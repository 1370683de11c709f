//! Closed-form readout training.
//!
//! `RidgeTrainer` drives the reservoir over a labelled window with noise
//! injection enabled, collects the masked design matrix, and solves the
//! ridge-regularized normal equations in f64 via Cholesky decomposition:
//!
//! `W_out = expectedᵗ·X·(XᵗX + εI)⁻¹`
//!
//! Noise during collection is what makes the learned readout robust to
//! perturbation rather than merely input-driven. No backpropagation and no
//! iteration: one solve per training call, and repeated calls overwrite.

use tracing::{debug, info};

use crate::error::{EsnError, Result};
use crate::reservoir::SpatialReservoir;

/// Ridge regression over reservoir activity histories.
#[derive(Debug, Clone)]
pub struct RidgeTrainer {
    /// Regularization strength (ε). Keeps `XᵗX + εI` invertible when the
    /// neuron count exceeds the effective training length or masked columns
    /// are all-zero.
    pub epsilon: f32,
}

impl Default for RidgeTrainer {
    fn default() -> Self {
        Self { epsilon: 1e-8 }
    }
}

impl RidgeTrainer {
    pub fn new(epsilon: f32) -> Self {
        Self { epsilon }
    }

    /// Train the readout on a driven window.
    ///
    /// For each step the current (pre-update) activity, masked to
    /// output-gated neurons, becomes a design-matrix row; the reservoir then
    /// advances with noise injection enabled. Row 0 stays zero; collection
    /// starts at step 1, matching the one-step lag between state and target.
    ///
    /// On success the reservoir transitions to the trained state and its
    /// output is recomputed from the current activity.
    pub fn train(
        &self,
        reservoir: &mut SpatialReservoir,
        inputs: &[Vec<f32>],
        expected: &[Vec<f32>],
    ) -> Result<()> {
        assert_eq!(
            inputs.len(),
            expected.len(),
            "inputs ({}) and expected ({}) must have equal length",
            inputs.len(),
            expected.len()
        );

        let t = inputs.len();
        let n = reservoir.num_neurons();
        let k = reservoir.output_dim();
        debug!(steps = t, neurons = n, epsilon = self.epsilon, "collecting design matrix");

        let mut x = vec![0.0f32; t * n];
        for i in 1..t {
            for j in 0..n {
                if reservoir.weights.connection_out[j] {
                    x[i * n + j] = reservoir.state.activities[j];
                }
            }
            reservoir.step(&inputs[i], true)?;
        }

        // Normal equations in f64: (XᵗX + εI)·Z = Xᵗ·expected, W_out = Zᵗ.
        // Upper triangle only for XᵗX (symmetric); masked columns contribute
        // nothing, so zero entries short-circuit the row accumulation.
        let mut xtx = vec![0.0f64; n * n];
        let mut xty = vec![0.0f64; n * k];
        for i in 0..t {
            let row = &x[i * n..(i + 1) * n];
            for a in 0..n {
                let xa = row[a] as f64;
                if xa == 0.0 {
                    continue;
                }
                for b in a..n {
                    xtx[a * n + b] += xa * row[b] as f64;
                }
                for b in 0..k {
                    xty[a * k + b] += xa * expected[i][b] as f64;
                }
            }
        }
        for a in 0..n {
            for b in (a + 1)..n {
                xtx[b * n + a] = xtx[a * n + b];
            }
        }
        let epsilon = self.epsilon as f64;
        for a in 0..n {
            xtx[a * n + a] += epsilon;
        }

        let z = cholesky_solve(&xtx, &xty, n, k);

        let mut w_out = vec![0.0f32; k * n];
        for a in 0..n {
            for b in 0..k {
                w_out[b * n + a] = z[a * k + b] as f32;
            }
        }
        if w_out.iter().any(|value| !value.is_finite()) {
            return Err(EsnError::TrainingFailed);
        }

        reservoir.install_readout(w_out);
        info!(steps = t, "readout trained");
        Ok(())
    }
}

/// Solve A·X = B via Cholesky decomposition.
///
/// `A` is `d × d` symmetric positive definite (row-major), `B` is `d × k`.
/// Non-positive pivots are clamped to a small positive value, so the solve
/// itself never faults; callers validate finiteness of the result.
fn cholesky_solve(a: &[f64], b: &[f64], d: usize, k: usize) -> Vec<f64> {
    // Factor A = L·Lᵗ.
    let mut l = vec![0.0f64; d * d];
    for i in 0..d {
        for j in 0..=i {
            let mut sum = 0.0f64;
            for p in 0..j {
                sum += l[i * d + p] * l[j * d + p];
            }
            if i == j {
                let pivot = a[i * d + i] - sum;
                l[i * d + j] = if pivot > 0.0 { pivot.sqrt() } else { 1e-10 };
            } else {
                l[i * d + j] = (a[i * d + j] - sum) / l[j * d + j];
            }
        }
    }

    // L·y = B.
    let mut y = vec![0.0f64; d * k];
    for i in 0..d {
        for col in 0..k {
            let mut sum = b[i * k + col];
            for j in 0..i {
                sum -= l[i * d + j] * y[j * k + col];
            }
            y[i * k + col] = sum / l[i * d + i];
        }
    }

    // Lᵗ·x = y.
    let mut x = vec![0.0f64; d * k];
    for i in (0..d).rev() {
        for col in 0..k {
            let mut sum = y[i * k + col];
            for j in (i + 1)..d {
                sum -= l[j * d + i] * x[j * k + col];
            }
            x[i * k + col] = sum / l[i * d + i];
        }
    }

    x
}

// ─── Evaluation utilities ────────────────────────────

/// Normalized mean squared error. NMSE < 1 beats predicting the mean.
pub fn nmse(predicted: &[f32], actual: &[f32]) -> f32 {
    assert_eq!(predicted.len(), actual.len());
    let n = predicted.len() as f32;

    let mean: f32 = actual.iter().sum::<f32>() / n;
    let variance: f32 = actual.iter().map(|&y| (y - mean) * (y - mean)).sum::<f32>() / n;
    if variance < 1e-12 {
        return 0.0;
    }

    let mse: f32 = predicted
        .iter()
        .zip(actual.iter())
        .map(|(&p, &a)| (p - a) * (p - a))
        .sum::<f32>()
        / n;
    mse / variance
}

/// Summed Euclidean distance between prediction and expectation, step by
/// step. The delay sweep minimizes this.
pub fn prediction_error(result: &[Vec<f32>], expected: &[Vec<f32>]) -> f32 {
    assert_eq!(result.len(), expected.len());
    let mut gap = 0.0f32;
    for (r, e) in result.iter().zip(expected.iter()) {
        let sq: f32 = r.iter().zip(e.iter()).map(|(a, b)| (a - b) * (a - b)).sum();
        gap += sq.sqrt();
    }
    gap
}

» YOUR ASSIGNMENT
Print the lines above from the one with "ridge-regularized normal equations" through the one with "backpropagation and no", both included, exactly as written and nothing more.

» TASK RESULT
//! ridge-regularized normal equations in f64 via Cholesky decomposition:
//!
//! `W_out = expectedᵗ·X·(XᵗX + εI)⁻¹`
//!
//! Noise during collection is what makes the learned readout robust to
//! perturbation rather than merely input-driven. No backpropagation and no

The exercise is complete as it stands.